ACTIVITY:
Say how many lines in the data hold "String". Nothing else belongs in the answer.

[Collected data entries]
==*==

//! [`Session`] definitions.

#[cfg(doc)]
use common::DateTime;
use common::{unit, DateTimeOf};
use derive_more::{AsRef, Display, Error, From, FromStr};
use jsonwebtoken::{Algorithm, DecodingKey, Validation};
use serde::{Deserialize, Serialize};

use crate::domain::user::{self, Role, Username};

/// Claim set of a [`Token`], describing the `User` session it represents.
#[derive(Clone, Debug, Deserialize, Serialize)]
pub struct Session {
    /// ID of the `User` this [`Session`] belongs to.
    pub user_id: user::Id,

    /// [`Role`] of the `User` this [`Session`] belongs to.
    pub role: Role,

    /// [`Username`] of the `User` this [`Session`] belongs to.
    pub username: Username,

    /// [`DateTime`] when this [`Session`] expires.
    ///
    /// Carried by every issued [`Token`], but not enforced on the client: a
    /// stale [`Session`] is only rejected once the remote service refuses
    /// its [`Token`].
    #[serde(rename = "exp", with = "common::datetime::serde::unix_timestamp")]
    pub expires_at: ExpirationDateTime,
}

impl Session {
    /// Decodes a [`Session`] from the provided [`Token`].
    ///
    /// The [`Token`]'s cryptographic signature is **not** verified here:
    /// verification is the issuing service's responsibility, and the client
    /// only trusts what it received over the authenticated channel. Every
    /// authorization decision derived from the result is a UX concern, never
    /// a security boundary.
    ///
    /// The `exp` claim is required to be present, but its value is not
    /// checked.
    ///
    /// # Errors
    ///
    /// Errors if the [`Token`] is not a well-formed three-segment compact
    /// [JWT], or its payload misses any of the [`Session`] claims.
    ///
    /// [JWT]: https://datatracker.ietf.org/doc/html/rfc7519
    pub fn decode(token: &Token) -> Result<Self, DecodeError> {
        let mut validation = Validation::new(Algorithm::HS256);
        validation.insecure_disable_signature_validation();
        validation.validate_exp = false;

        jsonwebtoken::decode::<Self>(
            token.as_ref(),
            &DecodingKey::from_secret(&[]),
            &validation,
        )
        .map(|data| data.claims)
        .map_err(Into::into)
    }
}

/// Error of decoding a [`Session`] from a [`Token`].
#[derive(Debug, Display, Error, From)]
#[display("Failed to decode `Session` from a token: {_0}")]
pub struct DecodeError(jsonwebtoken::errors::Error);

/// Access token of a [`Session`].
#[derive(AsRef, Clone, Debug, Display, FromStr)]
#[as_ref(str, String)]
pub struct Token(String);

impl Token {
    /// Creates a new [`Token`] without checking its contents.
    ///
    /// # Safety
    ///
    /// The provided `token` must be a valid [`Token`] representation.
    #[expect(unsafe_code, reason = "bypass")]
    #[must_use]
    pub const unsafe fn new_unchecked(token: String) -> Self {
        Self(token)
    }
}

/// Decoded, authoritative representation of the current `User` within the
/// running client.
///
/// Only ever constructed from a successfully decoded [`Session`], either
/// right after login or when restoring a persisted [`Token`] on startup.
#[derive(Clone, Debug)]
pub struct Identity {
    /// ID of the `User`.
    pub id: user::Id,

    /// [`Role`] of the `User`.
    pub role: Role,

    /// [`Username`] of the `User`.
    pub username: Username,

    /// Raw [`Token`] this [`Identity`] was decoded from.
    pub token: Token,
}

impl Identity {
    /// Creates a new [`Identity`] from the decoded [`Session`] and the
    /// [`Token`] it was decoded from.
    #[must_use]
    pub fn new(session: Session, token: Token) -> Self {
        let Session {
            user_id,
            role,
            username,
            expires_at: _,
        } = session;

        Self {
            id: user_id,
            role,
            username,
            token,
        }
    }
}

/// [`DateTime`] of a [`Session`] expiration.
pub type ExpirationDateTime = DateTimeOf<(Session, unit::Expiration)>;

#[cfg(test)]
mod spec {
    use std::time::Duration;

    use common::DateTime;
    use serde::Serialize;

    use crate::testing;

    use super::{Role, Session, Token};

    #[test]
    fn decodes_claims() {
        for role in [Role::Admin, Role::Manager, Role::Employee] {
            let token = testing::token(42, role, "alice");

            let session = Session::decode(&token).unwrap();

            assert_eq!(session.user_id, 42.into());
            assert_eq!(session.role, role);
            assert_eq!(session.username, "alice".parse().unwrap());
        }
    }

    #[test]
    fn fails_on_malformed_input() {
        for raw in [
            "",
            "garbage",
            "two.segments",
            "f.o.u.r",
            "!!!.###.@@@",
            "bm90IGpzb24.bm90IGpzb24.bm90IGpzb24",
        ] {
            let token = raw.parse::<Token>().unwrap();

            assert!(
                Session::decode(&token).is_err(),
                "`{raw}` unexpectedly decoded",
            );
        }
    }

    #[test]
    fn fails_on_missing_claims() {
        #[derive(Serialize)]
        struct Partial {
            user_id: i64,
            exp: i64,
        }

        let raw = jsonwebtoken::encode(
            &jsonwebtoken::Header::default(),
            &Partial {
                user_id: 1,
                exp: DateTime::now().unix_timestamp() + 1800,
            },
            &jsonwebtoken::EncodingKey::from_secret(testing::JWT_SECRET),
        )
        .unwrap();

        assert!(Session::decode(&raw.parse().unwrap()).is_err());
    }

    #[test]
    fn ignores_signature() {
        let session = Session {
            user_id: 7.into(),
            role: Role::Manager,
            username: "bob".parse().unwrap(),
            expires_at: (DateTime::now() + Duration::from_secs(1800)).coerce(),
        };
        let raw = jsonwebtoken::encode(
            &jsonwebtoken::Header::default(),
            &session,
            &jsonwebtoken::EncodingKey::from_secret(b"some other secret"),
        )
        .unwrap();

        assert_eq!(
            Session::decode(&raw.parse().unwrap()).unwrap().role,
            Role::Manager,
        );
    }

    #[test]
    fn ignores_expiry() {
        let session = Session {
            user_id: 7.into(),
            role: Role::Employee,
            username: "bob".parse().unwrap(),
            expires_at: (DateTime::now() - Duration::from_secs(1800)).coerce(),
        };
        let raw = jsonwebtoken::encode(
            &jsonwebtoken::Header::default(),
            &session,
            &jsonwebtoken::EncodingKey::from_secret(testing::JWT_SECRET),
        )
        .unwrap();

        assert!(Session::decode(&raw.parse().unwrap()).is_ok());
    }
}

==*==

REPLY TO THE TASK:
3